_Dataset entries_.
========================================================================

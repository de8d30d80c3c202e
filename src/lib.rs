//! # ASMV Protocol
//!
//! ASMV (Asynchronous Service Interaction Messaging OVerlay) is a
//! bidirectional application-layer protocol that lets an *agent* invoke
//! long-running *commands* on a remote *service*. Commands can make
//! mid-execution upcalls (request more inputs, user confirmation, payment
//! authorization) and can suspend and later resume while preserving state.
//!
//! The crate provides both endpoints:
//!
//! - the service side: [`service::ServiceContext`] driven by an
//!   [`runner::ExecutionRunner`], registered commands in a
//!   [`service_def::ServiceDefinition`], served by
//!   [`http::server::ServiceEndpoint`];
//! - the agent side: [`client::ClientContext`] opened through
//!   [`http::server::AgentEndpoint`].
//!
//! Both sides exchange JSON [`message::Message`]s over paired HTTP
//! half-channels addressed by URL, opaque channel id and bearer token.

pub mod channel;
pub mod client;
pub mod command;
pub mod error;
pub mod http;
pub mod manifest;
pub mod message;
pub mod observer;
pub mod queue;
pub mod runner;
pub mod schema;
pub mod service;
pub mod service_def;
pub mod store;

pub use channel::{Channel, ChannelSide, ChannelTarget, MessageSender};
pub use client::{ClientContext, ClientStatus, MessageStream, RetryOptions};
pub use command::{CommandDefinition, ConfigProfileDefinition, IoTypeDescriptor, ProfileScope};
pub use error::Error;
pub use http::server::{AgentEndpoint, InvokeParams, ServiceEndpoint};
pub use manifest::ServiceManifest;
pub use message::{InputEntry, Message, ReturnItem, UserConfirmation};
pub use observer::{ContextObserver, NoopObserver};
pub use queue::AsyncQueue;
pub use runner::{CommandHandler, ContextManager, ExecutionRunner, FnHandler};
pub use service::{
    ContextStatus, PaymentAuthorization, PaymentRequest, SerializedContext, ServiceContext,
    ServiceContextOptions,
};
pub use service_def::ServiceDefinition;
pub use store::{ContextStore, MemoryContextStore, StoredContext};

/// The current version of the ASMV crate
pub const VERSION: &str = env!("CARGO_PKG_VERSION");

/// Default protocol parameters
pub mod defaults {
    use std::time::Duration;

    /// Protocol version stamped on outgoing requests
    pub const PROTOCOL_VERSION: &str = "1.0.0";

    /// Protocol version lines this implementation accepts
    pub const SUPPORTED_VERSIONS: &[&str] = &["1.x"];

    /// Default number of attempts for one outbound send
    pub const SEND_RETRIES: u32 = 3;

    /// Base delay before the first retry
    pub const SEND_BASE_DELAY: Duration = Duration::from_millis(500);

    /// Backoff multiplier applied per attempt
    pub const SEND_BACKOFF_MULTIPLIER: f64 = 1.5;

    /// Upper bound of the random jitter added to each retry delay
    pub const SEND_MAX_JITTER: Duration = Duration::from_millis(100);

    /// Default budget for one upcall wait
    pub const UPCALL_TIMEOUT: Duration = Duration::from_secs(300);

    /// Capacity bound of each per-context incoming queue
    pub const MESSAGE_BUFFER_CAPACITY: usize = 256;
}
//! # HTTP Transport Binding
//!
//! Wire-level vocabulary shared by both endpoints: the `x-asmv-*` headers
//! carrying channel coordinates, the JSON error body, the set of wire error
//! kinds with their status codes, and the retryability rule for transport
//! failures.
//!
//! Routing contract:
//!
//! - `POST {base}/invoke/{command}` opens a conversation; success is `204`
//!   with the service half-channel coordinates in response headers.
//! - `POST {base}/channel` (peer id in a header) or
//!   `POST {base}/channel/{channelId}` delivers every subsequent message;
//!   success is `204`.
//! - Failures carry an [`ErrorBody`] which the caller decodes back into the
//!   corresponding typed error.

pub mod client;
pub mod server;

use chrono::{DateTime, Utc};
use semver::Version;
use serde::{Deserialize, Serialize};
use serde_json::{json, Value};
use thiserror::Error;

use crate::defaults;

/// Request and response header names.
pub mod headers {
    pub const PROTOCOL_VERSION: &str = "x-asmv-protocol-version";
    pub const CLIENT_CHANNEL_ID: &str = "x-asmv-client-channel-id";
    pub const CLIENT_CHANNEL_URL: &str = "x-asmv-client-channel-url";
    pub const CLIENT_CHANNEL_TOKEN: &str = "x-asmv-client-channel-token";
    pub const SERVICE_CHANNEL_ID: &str = "x-asmv-service-channel-id";
    pub const SERVICE_CHANNEL_URL: &str = "x-asmv-service-channel-url";
    pub const SERVICE_CHANNEL_TOKEN: &str = "x-asmv-service-channel-token";
}

/// Nested cause attached to coerced `UnexpectedError` bodies.
#[derive(Debug, Clone, PartialEq, Serialize, Deserialize)]
#[serde(rename_all = "camelCase")]
pub struct NestedError {
    pub name: String,
    pub message: String,
    #[serde(default, skip_serializing_if = "Option::is_none")]
    pub stack: Option<String>,
}

/// JSON body of every HTTP error response.
#[derive(Debug, Clone, PartialEq, Serialize, Deserialize)]
#[serde(rename_all = "camelCase")]
pub struct ErrorBody {
    pub http_status: u16,
    pub error_name: String,
    pub message: String,
    #[serde(default, skip_serializing_if = "Option::is_none")]
    pub details: Option<Value>,
    #[serde(default, skip_serializing_if = "Option::is_none")]
    pub service_channel_id: Option<String>,
    #[serde(default, skip_serializing_if = "Option::is_none")]
    pub client_channel_id: Option<String>,
    pub date: DateTime<Utc>,
    #[serde(default, skip_serializing_if = "Option::is_none")]
    pub nested_error: Option<NestedError>,
}

/// Error kinds an HTTP endpoint can answer with.
#[derive(Debug, Error)]
pub enum HttpError {
    #[error("{message}")]
    InvalidRequest {
        message: String,
        details: Option<Value>,
    },

    #[error("protocol version `{requested}` is not supported")]
    VersionNotSupported { requested: String },

    #[error("missing or malformed authorization")]
    Unauthorized,

    #[error("channel token does not match")]
    Forbidden,

    #[error("message buffer is full")]
    MessageBufferFull,

    #[error("no session for channel `{0}`")]
    SessionNotFound(String),

    #[error("unknown command `{0}`")]
    CommandNotFound(String),

    #[error("unexpected error: {message}")]
    Unexpected {
        message: String,
        nested: Option<NestedError>,
    },
}

impl HttpError {
    pub fn invalid_request(message: impl Into<String>) -> Self {
        Self::InvalidRequest {
            message: message.into(),
            details: None,
        }
    }

    pub fn status(&self) -> u16 {
        match self {
            HttpError::InvalidRequest { .. } | HttpError::VersionNotSupported { .. } => 400,
            HttpError::Unauthorized => 401,
            HttpError::Forbidden => 403,
            HttpError::SessionNotFound(_) | HttpError::CommandNotFound(_) => 404,
            HttpError::MessageBufferFull => 429,
            HttpError::Unexpected { .. } => 500,
        }
    }

    pub fn error_name(&self) -> &'static str {
        match self {
            HttpError::InvalidRequest { .. } => "InvalidRequest",
            HttpError::VersionNotSupported { .. } => "VersionNotSupported",
            HttpError::Unauthorized => "Unauthorized",
            HttpError::Forbidden => "Forbidden",
            HttpError::MessageBufferFull => "MessageBufferFull",
            HttpError::SessionNotFound(_) => "SessionNotFound",
            HttpError::CommandNotFound(_) => "CommandNotFound",
            HttpError::Unexpected { .. } => "UnexpectedError",
        }
    }

    fn details(&self) -> Option<Value> {
        match self {
            HttpError::InvalidRequest { details, .. } => details.clone(),
            HttpError::VersionNotSupported { requested } => Some(json!({
                "requestedVersion": requested,
                "supportedVersions": defaults::SUPPORTED_VERSIONS,
            })),
            _ => None,
        }
    }

    /// Render the response body, stamping channel ids when known.
    pub fn to_body(
        &self,
        service_channel_id: Option<&str>,
        client_channel_id: Option<&str>,
    ) -> ErrorBody {
        ErrorBody {
            http_status: self.status(),
            error_name: self.error_name().to_string(),
            message: self.to_string(),
            details: self.details(),
            service_channel_id: service_channel_id.map(str::to_string),
            client_channel_id: client_channel_id.map(str::to_string),
            date: Utc::now(),
            nested_error: match self {
                HttpError::Unexpected { nested, .. } => nested.clone(),
                _ => None,
            },
        }
    }
}

/// Failures of a single outbound POST.
#[derive(Debug, Error)]
pub enum TransportError {
    /// No HTTP response at all (connectivity, DNS, timeout). Retryable.
    #[error("no response from peer: {message}")]
    Unreachable { message: String },

    /// The peer answered with an error status. Retryable iff 5xx.
    #[error("peer rejected message with status {status}: {message}")]
    Rejected {
        status: u16,
        message: String,
        body: Option<ErrorBody>,
    },
}

impl TransportError {
    /// Whether a sender should retry after this failure.
    pub fn is_retryable(&self) -> bool {
        match self {
            TransportError::Unreachable { .. } => true,
            TransportError::Rejected { status, .. } => *status >= 500,
        }
    }

    /// Wire error name from the decoded body, when one was present.
    pub fn error_name(&self) -> Option<&str> {
        match self {
            TransportError::Rejected {
                body: Some(body), ..
            } => Some(body.error_name.as_str()),
            _ => None,
        }
    }
}

/// Gate a request's protocol version against the supported `1.x` line.
pub fn check_protocol_version(requested: &str) -> Result<Version, HttpError> {
    let version = Version::parse(requested).map_err(|_| HttpError::VersionNotSupported {
        requested: requested.to_string(),
    })?;
    if version.major != 1 {
        return Err(HttpError::VersionNotSupported {
            requested: requested.to_string(),
        });
    }
    Ok(version)
}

========================================================================

_WORK TO COMPLETE_.
The expected answer is every line in the data above that carries the string "ErrorBody".

_EXPECTED ANSWER_.
//! - Failures carry an [`ErrorBody`] which the caller decodes back into the
pub struct ErrorBody {
    ) -> ErrorBody {
        ErrorBody {
        body: Option<ErrorBody>,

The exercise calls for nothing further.